Macrophage colony stimulating factor (M-CSF) is a microglial activator expressed at increased levels in the brain in Alzheimer's disease. In monotypic microglial cultures, M-CSF strongly augments amyloid beta (Abeta) induced microglial production of proinflammatory cytokines and nitric oxide. However, this augmentation could be due to strong autocrine and paracrine effects in monotypic cultures. We used hippocampal organotypic cultures to test M-CSF/Abeta augmentation in a system modeling intact brain. Combined M-CSF/Abeta treatment increased interleukin-1 (IL-1) and macrophage inflammatory protein 1-alpha expression by microglia, whereas inducible nitric oxide synthase (iNOS) expression was localized primarily to astroglia.
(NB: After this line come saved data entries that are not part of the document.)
//! Browser adapter
//!
//! Implements [`ScrollRegion`] over `web_sys::Element` and [`Host`] over the
//! page's `Window`/`Document`. Only compiled for `wasm32` targets.
//!
//! ```ignore
//! let page = WebPage::new().ok_or("no window")?;
//! let panes = document
//!     .query_selector_all(".diff-pane")?
//!     .iter()
//!     .map(ElementRegion::new);
//! let mirror = ScrollMirror::new(page, panes, MirrorOptions::default());
//! ```

use crate::mirror::{
    same_handler, Axis, Host, Overflow, ScrollHandler, ScrollRegion, ScrollTarget, Task,
};
use crate::LOG_TAG;
use log::warn;
use std::cell::RefCell;
use std::fmt;
use std::rc::Rc;
use wasm_bindgen::closure::Closure;
use wasm_bindgen::JsCast;
use web_sys::{Document, Element, Node, ScrollBehavior, ScrollToOptions, Window};

// ─────────────────────────────────────────────────────────────────────────────
// Element Region
// ─────────────────────────────────────────────────────────────────────────────

/// A DOM element used as a scroll region. Equality is element identity.
#[derive(Debug, Clone, PartialEq)]
pub struct ElementRegion(Element);

impl ElementRegion {
    pub fn new(element: Element) -> Self {
        Self(element)
    }

    pub fn element(&self) -> &Element {
        &self.0
    }
}

impl From<Element> for ElementRegion {
    fn from(element: Element) -> Self {
        Self(element)
    }
}

impl ScrollRegion for ElementRegion {
    fn scroll_offset(&self, axis: Axis) -> f64 {
        match axis {
            Axis::Horizontal => f64::from(self.0.scroll_left()),
            Axis::Vertical => f64::from(self.0.scroll_top()),
        }
    }

    fn set_scroll_offset(&self, axis: Axis, offset: f64) {
        // Instant, so a page-level `scroll-behavior: smooth` cannot lag the mirror.
        let options = ScrollToOptions::new();
        options.set_behavior(ScrollBehavior::Instant);
        match axis {
            Axis::Horizontal => options.set_left(offset),
            Axis::Vertical => options.set_top(offset),
        }
        self.0.scroll_to_with_scroll_to_options(&options);
    }

    fn scroll_extent(&self, axis: Axis) -> f64 {
        match axis {
            Axis::Horizontal => f64::from(self.0.scroll_width()),
            Axis::Vertical => f64::from(self.0.scroll_height()),
        }
    }

    fn client_extent(&self, axis: Axis) -> f64 {
        match axis {
            Axis::Horizontal => f64::from(self.0.client_width()),
            Axis::Vertical => f64::from(self.0.client_height()),
        }
    }

    fn overflow(&self, axis: Axis) -> Overflow {
        let property = match axis {
            Axis::Horizontal => "overflow-x",
            Axis::Vertical => "overflow-y",
        };
        web_sys::window()
            .and_then(|window| window.get_computed_style(&self.0).ok().flatten())
            .and_then(|style| style.get_property_value(property).ok())
            .map(|keyword| Overflow::from_keyword(&keyword))
            .unwrap_or_default()
    }
}

// ─────────────────────────────────────────────────────────────────────────────
// Web Page Host
// ─────────────────────────────────────────────────────────────────────────────

struct Listener {
    target: ScrollTarget<ElementRegion>,
    handler: ScrollHandler,
    closure: Closure<dyn FnMut()>,
}

/// The current browser page as a mirror host.
pub struct WebPage {
    window: Window,
    document: Document,
    listeners: RefCell<Vec<Listener>>,
}

impl WebPage {
    /// Bind to the global window. Returns `None` outside a browser context.
    pub fn new() -> Option<Self> {
        let window = web_sys::window()?;
        let document = window.document()?;
        Some(Self {
            window,
            document,
            listeners: RefCell::new(Vec::new()),
        })
    }

    fn event_target(&self, target: &ScrollTarget<ElementRegion>) -> web_sys::EventTarget {
        match target {
            ScrollTarget::Window => self.window.clone().into(),
            ScrollTarget::Region(region) => region.0.clone().into(),
        }
    }

    fn position(&self, target: &ScrollTarget<ElementRegion>, handler: &ScrollHandler) -> Option<usize> {
        self.listeners
            .borrow()
            .iter()
            .position(|l| &l.target == target && same_handler(&l.handler, handler))
    }
}

impl Host for WebPage {
    type Region = ElementRegion;

    fn scrolling_element(&self) -> Option<ElementRegion> {
        self.document
            .scrolling_element()
            .or_else(|| self.document.document_element())
            .map(ElementRegion)
    }

    fn is_body_descendant(&self, region: &ElementRegion) -> bool {
        let Some(body) = self.document.body() else {
            return false;
        };
        let body: &Element = body.as_ref();
        let node: &Node = &region.0;
        body != &region.0 && body.contains(Some(node))
    }

    fn add_scroll_listener(&self, target: &ScrollTarget<ElementRegion>, handler: &ScrollHandler) {
        if self.position(target, handler).is_some() {
            return;
        }
        let callback = Rc::clone(handler);
        let closure = Closure::wrap(Box::new(move || callback()) as Box<dyn FnMut()>);
        if let Err(err) = self
            .event_target(target)
            .add_event_listener_with_callback("scroll", closure.as_ref().unchecked_ref())
        {
            warn!("{} Failed to attach scroll listener: {:?}", LOG_TAG, err);
            return;
        }
        self.listeners.borrow_mut().push(Listener {
            target: target.clone(),
            handler: Rc::clone(handler),
            closure,
        });
    }

    fn remove_scroll_listener(&self, target: &ScrollTarget<ElementRegion>, handler: &ScrollHandler) {
        let Some(index) = self.position(target, handler) else {
            return;
        };
        let listener = self.listeners.borrow_mut().remove(index);
        if let Err(err) = self.event_target(target).remove_event_listener_with_callback(
            "scroll",
            listener.closure.as_ref().unchecked_ref(),
        ) {
            warn!("{} Failed to detach scroll listener: {:?}", LOG_TAG, err);
        }
    }

    fn defer(&self, task: Task) {
        let callback = Closure::once_into_js(move || task());
        self.window.queue_microtask(callback.unchecked_ref());
    }

    fn request_frame(&self, task: Task) {
        let callback = Closure::once_into_js(move || task());
        if let Err(err) = self.window.request_animation_frame(callback.unchecked_ref()) {
            warn!("{} Failed to request animation frame: {:?}", LOG_TAG, err);
        }
    }
}

impl fmt::Debug for WebPage {
    fn fmt(&self, f: &mut fmt::Formatter<'_>) -> fmt::Result {
        f.debug_struct("WebPage")
            .field("listeners", &self.listeners.borrow().len())
            .finish()
    }
}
Induction of cytokines and iNOS was also observed after lipopolysaccharide treatment of organotypic hippocampal cultures, but iNOS expression was localized mainly to microglia rather than astrocytes. Treatment with M-CSF/Abeta did not result in neuronal death. These results demonstrate that combined M-CSF/Abeta treatment results in a strong inflammatory response in the organotypic environment without inducing neurotoxicity.